* _Work instruction_: A faithful copy of the whole listing is required.

── Data in this exercise

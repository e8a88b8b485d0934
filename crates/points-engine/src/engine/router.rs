use std::sync::Arc;

use axum::{
    extract::{Path, State},
    http::StatusCode,
    response::{IntoResponse, Response},
    routing::{get, post},
    Json, Router,
};
use rust_decimal::Decimal;
use serde::Deserialize;
use serde_json::json;

use super::clock::Clock;
use super::domain::{SettlementConfig, YearMonth};
use super::scheduler::CHECK_INTERVAL;
use super::service::{EngineError, PointsEngine};
use super::store::PointsStore;

/// Router builder exposing the admin and reporting operations of the engine.
/// Submission event intake lives with the service binary, next to the
/// registry mirror that answers the duplicate-stage query.
pub fn points_router<S, C>(engine: Arc<PointsEngine<S, C>>) -> Router
where
    S: PointsStore + 'static,
    C: Clock + 'static,
{
    Router::new()
        .route("/api/v1/points/pools/:month", get(pool_handler::<S, C>))
        .route(
            "/api/v1/points/pools/:month/settle",
            post(settle_handler::<S, C>),
        )
        .route(
            "/api/v1/points/pools/:month/cancel-settlement",
            post(cancel_settlement_handler::<S, C>),
        )
        .route("/api/v1/points/months", get(months_handler::<S, C>))
        .route(
            "/api/v1/points/leaderboard/:month",
            get(leaderboard_handler::<S, C>),
        )
        .route(
            "/api/v1/points/ranking/lifetime",
            get(lifetime_ranking_handler::<S, C>),
        )
        .route(
            "/api/v1/points/base-pool",
            get(base_pool_handler::<S, C>).put(update_base_pool_handler::<S, C>),
        )
        .route(
            "/api/v1/points/settlement-config",
            get(settlement_config_handler::<S, C>).put(update_settlement_config_handler::<S, C>),
        )
        .route(
            "/api/v1/points/settlement-status",
            get(settlement_status_handler::<S, C>),
        )
        .with_state(engine)
}

#[derive(Debug, Deserialize)]
pub(crate) struct BasePoolUpdate {
    pub(crate) amount: Decimal,
}

#[derive(Debug, Deserialize)]
pub(crate) struct SettlementConfigUpdate {
    pub(crate) enabled: bool,
    pub(crate) day_of_month: u8,
    pub(crate) hour: u8,
    pub(crate) minute: u8,
}

fn parse_month(raw: &str) -> Result<YearMonth, Response> {
    raw.parse::<YearMonth>().map_err(|error| {
        (StatusCode::BAD_REQUEST, Json(json!({ "error": error }))).into_response()
    })
}

fn error_response(error: EngineError) -> Response {
    let status = match &error {
        EngineError::AlreadySettled(_)
        | EngineError::NotSettled(_)
        | EngineError::DuplicateAccrual(_) => StatusCode::CONFLICT,
        EngineError::ConfigInvalid(_) | EngineError::InvalidBasePool(_) => {
            StatusCode::UNPROCESSABLE_ENTITY
        }
        EngineError::Store(_) => StatusCode::INTERNAL_SERVER_ERROR,
    };
    (status, Json(json!({ "error": error.to_string() }))).into_response()
}

pub(crate) async fn pool_handler<S, C>(
    State(engine): State<Arc<PointsEngine<S, C>>>,
    Path(month): Path<String>,
) -> Response
where
    S: PointsStore + 'static,
    C: Clock + 'static,
{
    let month = match parse_month(&month) {
        Ok(month) => month,
        Err(response) => return response,
    };
    match engine.pool(month) {
        Ok(pool) => (StatusCode::OK, Json(pool)).into_response(),
        Err(error) => error_response(error),
    }
}

pub(crate) async fn settle_handler<S, C>(
    State(engine): State<Arc<PointsEngine<S, C>>>,
    Path(month): Path<String>,
) -> Response
where
    S: PointsStore + 'static,
    C: Clock + 'static,
{
    let month = match parse_month(&month) {
        Ok(month) => month,
        Err(response) => return response,
    };
    match engine.settle(month) {
        Ok(report) => (StatusCode::OK, Json(report)).into_response(),
        Err(error) => error_response(error),
    }
}

pub(crate) async fn cancel_settlement_handler<S, C>(
    State(engine): State<Arc<PointsEngine<S, C>>>,
    Path(month): Path<String>,
) -> Response
where
    S: PointsStore + 'static,
    C: Clock + 'static,
{
    let month = match parse_month(&month) {
        Ok(month) => month,
        Err(response) => return response,
    };
    match engine.cancel_settlement(month) {
        Ok(pool) => (StatusCode::OK, Json(pool)).into_response(),
        Err(error) => error_response(error),
    }
}

pub(crate) async fn months_handler<S, C>(
    State(engine): State<Arc<PointsEngine<S, C>>>,
) -> Response
where
    S: PointsStore + 'static,
    C: Clock + 'static,
{
    match engine.list_months() {
        Ok(months) => (StatusCode::OK, Json(months)).into_response(),
        Err(error) => error_response(error),
    }
}

pub(crate) async fn leaderboard_handler<S, C>(
    State(engine): State<Arc<PointsEngine<S, C>>>,
    Path(month): Path<String>,
) -> Response
where
    S: PointsStore + 'static,
    C: Clock + 'static,
{
    let month = match parse_month(&month) {
        Ok(month) => month,
        Err(response) => return response,
    };
    match engine.leaderboard(month) {
        Ok(leaderboard) => (StatusCode::OK, Json(leaderboard)).into_response(),
        Err(error) => error_response(error),
    }
}

pub(crate) async fn lifetime_ranking_handler<S, C>(
    State(engine): State<Arc<PointsEngine<S, C>>>,
) -> Response
where
    S: PointsStore + 'static,
    C: Clock + 'static,
{
    match engine.lifetime_ranking() {
        Ok(ranking) => (StatusCode::OK, Json(ranking)).into_response(),
        Err(error) => error_response(error),
    }
}

pub(crate) async fn base_pool_handler<S, C>(
    State(engine): State<Arc<PointsEngine<S, C>>>,
) -> Response
where
    S: PointsStore + 'static,
    C: Clock + 'static,
{
    match engine.base_pool() {
        Ok(amount) => (StatusCode::OK, Json(json!({ "amount": amount }))).into_response(),
        Err(error) => error_response(error),
    }
}

pub(crate) async fn update_base_pool_handler<S, C>(
    State(engine): State<Arc<PointsEngine<S, C>>>,
    Json(payload): Json<BasePoolUpdate>,
) -> Response
where
    S: PointsStore + 'static,
    C: Clock + 'static,
{
    match engine.set_base_pool(payload.amount) {
        Ok(()) => (
            StatusCode::OK,
            Json(json!({ "amount": payload.amount })),
        )
            .into_response(),
        Err(error) => error_response(error),
    }
}

pub(crate) async fn settlement_config_handler<S, C>(
    State(engine): State<Arc<PointsEngine<S, C>>>,
) -> Response
where
    S: PointsStore + 'static,
    C: Clock + 'static,
{
    match engine.settlement_config() {
        Ok(config) => (StatusCode::OK, Json(config)).into_response(),
        Err(error) => error_response(error),
    }
}

pub(crate) async fn update_settlement_config_handler<S, C>(
    State(engine): State<Arc<PointsEngine<S, C>>>,
    Json(payload): Json<SettlementConfigUpdate>,
) -> Response
where
    S: PointsStore + 'static,
    C: Clock + 'static,
{
    let config = SettlementConfig {
        enabled: payload.enabled,
        day_of_month: payload.day_of_month,
        hour: payload.hour,
        minute: payload.minute,
        last_settled_month: None,
    };
    match engine.update_settlement_config(config) {
        Ok(()) => match engine.settlement_config() {
            Ok(stored) => (StatusCode::OK, Json(stored)).into_response(),
            Err(error) => error_response(error),
        },
        Err(error) => error_response(error),
    }
}

pub(crate) async fn settlement_status_handler<S, C>(
    State(engine): State<Arc<PointsEngine<S, C>>>,
) -> Response
where
    S: PointsStore + 'static,
    C: Clock + 'static,
{
    match engine.settlement_config() {
        Ok(config) => (
            StatusCode::OK,
            Json(json!({
                "enabled": config.enabled,
                "day_of_month": config.day_of_month,
                "hour": config.hour,
                "minute": config.minute,
                "last_settled_month": config.last_settled_month,
                "check_interval_secs": CHECK_INTERVAL.as_secs(),
            })),
        )
            .into_response(),
        Err(error) => error_response(error),
    }
}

────

* _Exercise solution_:
repository e8a88b8b485d0934
filename crates/points-engine/src/engine/router.rs
use std::sync::Arc;

use axum::{
    extract::{Path, State},
    http::StatusCode,
    response::{IntoResponse, Response},
    routing::{get, post},
    Json, Router,
};
use rust_decimal::Decimal;
use serde::Deserialize;
use serde_json::json;

use super::clock::Clock;
use super::domain::{SettlementConfig, YearMonth};
use super::scheduler::CHECK_INTERVAL;
use super::service::{EngineError, PointsEngine};
use super::store::PointsStore;

/// Router builder exposing the admin and reporting operations of the engine.
/// Submission event intake lives with the service binary, next to the
/// registry mirror that answers the duplicate-stage query.
pub fn points_router<S, C>(engine: Arc<PointsEngine<S, C>>) -> Router
where
    S: PointsStore + 'static,
    C: Clock + 'static,
{
    Router::new()
        .route("/api/v1/points/pools/:month", get(pool_handler::<S, C>))
        .route(
            "/api/v1/points/pools/:month/settle",
            post(settle_handler::<S, C>),
        )
        .route(
            "/api/v1/points/pools/:month/cancel-settlement",
            post(cancel_settlement_handler::<S, C>),
        )
        .route("/api/v1/points/months", get(months_handler::<S, C>))
        .route(
            "/api/v1/points/leaderboard/:month",
            get(leaderboard_handler::<S, C>),
        )
        .route(
            "/api/v1/points/ranking/lifetime",
            get(lifetime_ranking_handler::<S, C>),
        )
        .route(
            "/api/v1/points/base-pool",
            get(base_pool_handler::<S, C>).put(update_base_pool_handler::<S, C>),
        )
        .route(
            "/api/v1/points/settlement-config",
            get(settlement_config_handler::<S, C>).put(update_settlement_config_handler::<S, C>),
        )
        .route(
            "/api/v1/points/settlement-status",
            get(settlement_status_handler::<S, C>),
        )
        .with_state(engine)
}

#[derive(Debug, Deserialize)]
pub(crate) struct BasePoolUpdate {
    pub(crate) amount: Decimal,
}

#[derive(Debug, Deserialize)]
pub(crate) struct SettlementConfigUpdate {
    pub(crate) enabled: bool,
    pub(crate) day_of_month: u8,
    pub(crate) hour: u8,
    pub(crate) minute: u8,
}

fn parse_month(raw: &str) -> Result<YearMonth, Response> {
    raw.parse::<YearMonth>().map_err(|error| {
        (StatusCode::BAD_REQUEST, Json(json!({ "error": error }))).into_response()
    })
}

fn error_response(error: EngineError) -> Response {
    let status = match &error {
        EngineError::AlreadySettled(_)
        | EngineError::NotSettled(_)
        | EngineError::DuplicateAccrual(_) => StatusCode::CONFLICT,
        EngineError::ConfigInvalid(_) | EngineError::InvalidBasePool(_) => {
            StatusCode::UNPROCESSABLE_ENTITY
        }
        EngineError::Store(_) => StatusCode::INTERNAL_SERVER_ERROR,
    };
    (status, Json(json!({ "error": error.to_string() }))).into_response()
}

pub(crate) async fn pool_handler<S, C>(
    State(engine): State<Arc<PointsEngine<S, C>>>,
    Path(month): Path<String>,
) -> Response
where
    S: PointsStore + 'static,
    C: Clock + 'static,
{
    let month = match parse_month(&month) {
        Ok(month) => month,
        Err(response) => return response,
    };
    match engine.pool(month) {
        Ok(pool) => (StatusCode::OK, Json(pool)).into_response(),
        Err(error) => error_response(error),
    }
}

pub(crate) async fn settle_handler<S, C>(
    State(engine): State<Arc<PointsEngine<S, C>>>,
    Path(month): Path<String>,
) -> Response
where
    S: PointsStore + 'static,
    C: Clock + 'static,
{
    let month = match parse_month(&month) {
        Ok(month) => month,
        Err(response) => return response,
    };
    match engine.settle(month) {
        Ok(report) => (StatusCode::OK, Json(report)).into_response(),
        Err(error) => error_response(error),
    }
}

pub(crate) async fn cancel_settlement_handler<S, C>(
    State(engine): State<Arc<PointsEngine<S, C>>>,
    Path(month): Path<String>,
) -> Response
where
    S: PointsStore + 'static,
    C: Clock + 'static,
{
    let month = match parse_month(&month) {
        Ok(month) => month,
        Err(response) => return response,
    };
    match engine.cancel_settlement(month) {
        Ok(pool) => (StatusCode::OK, Json(pool)).into_response(),
        Err(error) => error_response(error),
    }
}

pub(crate) async fn months_handler<S, C>(
    State(engine): State<Arc<PointsEngine<S, C>>>,
) -> Response
where
    S: PointsStore + 'static,
    C: Clock + 'static,
{
    match engine.list_months() {
        Ok(months) => (StatusCode::OK, Json(months)).into_response(),
        Err(error) => error_response(error),
    }
}

pub(crate) async fn leaderboard_handler<S, C>(
    State(engine): State<Arc<PointsEngine<S, C>>>,
    Path(month): Path<String>,
) -> Response
where
    S: PointsStore + 'static,
    C: Clock + 'static,
{
    let month = match parse_month(&month) {
        Ok(month) => month,
        Err(response) => return response,
    };
    match engine.leaderboard(month) {
        Ok(leaderboard) => (StatusCode::OK, Json(leaderboard)).into_response(),
        Err(error) => error_response(error),
    }
}

pub(crate) async fn lifetime_ranking_handler<S, C>(
    State(engine): State<Arc<PointsEngine<S, C>>>,
) -> Response
where
    S: PointsStore + 'static,
    C: Clock + 'static,
{
    match engine.lifetime_ranking() {
        Ok(ranking) => (StatusCode::OK, Json(ranking)).into_response(),
        Err(error) => error_response(error),
    }
}

pub(crate) async fn base_pool_handler<S, C>(
    State(engine): State<Arc<PointsEngine<S, C>>>,
) -> Response
where
    S: PointsStore + 'static,
    C: Clock + 'static,
{
    match engine.base_pool() {
        Ok(amount) => (StatusCode::OK, Json(json!({ "amount": amount }))).into_response(),
        Err(error) => error_response(error),
    }
}

pub(crate) async fn update_base_pool_handler<S, C>(
    State(engine): State<Arc<PointsEngine<S, C>>>,
    Json(payload): Json<BasePoolUpdate>,
) -> Response
where
    S: PointsStore + 'static,
    C: Clock + 'static,
{
    match engine.set_base_pool(payload.amount) {
        Ok(()) => (
            StatusCode::OK,
            Json(json!({ "amount": payload.amount })),
        )
            .into_response(),
        Err(error) => error_response(error),
    }
}

pub(crate) async fn settlement_config_handler<S, C>(
    State(engine): State<Arc<PointsEngine<S, C>>>,
) -> Response
where
    S: PointsStore + 'static,
    C: Clock + 'static,
{
    match engine.settlement_config() {
        Ok(config) => (StatusCode::OK, Json(config)).into_response(),
        Err(error) => error_response(error),
    }
}

pub(crate) async fn update_settlement_config_handler<S, C>(
    State(engine): State<Arc<PointsEngine<S, C>>>,
    Json(payload): Json<SettlementConfigUpdate>,
) -> Response
where
    S: PointsStore + 'static,
    C: Clock + 'static,
{
    let config = SettlementConfig {
        enabled: payload.enabled,
        day_of_month: payload.day_of_month,
        hour: payload.hour,
        minute: payload.minute,
        last_settled_month: None,
    };
    match engine.update_settlement_config(config) {
        Ok(()) => match engine.settlement_config() {
            Ok(stored) => (StatusCode::OK, Json(stored)).into_response(),
            Err(error) => error_response(error),
        },
        Err(error) => error_response(error),
    }
}

pub(crate) async fn settlement_status_handler<S, C>(
    State(engine): State<Arc<PointsEngine<S, C>>>,
) -> Response
where
    S: PointsStore + 'static,
    C: Clock + 'static,
{
    match engine.settlement_config() {
        Ok(config) => (
            StatusCode::OK,
            Json(json!({
                "enabled": config.enabled,
                "day_of_month": config.day_of_month,
                "hour": config.hour,
                "minute": config.minute,
                "last_settled_month": config.last_settled_month,
                "check_interval_secs": CHECK_INTERVAL.as_secs(),
            })),
        )
            .into_response(),
        Err(error) => error_response(error),
    }
}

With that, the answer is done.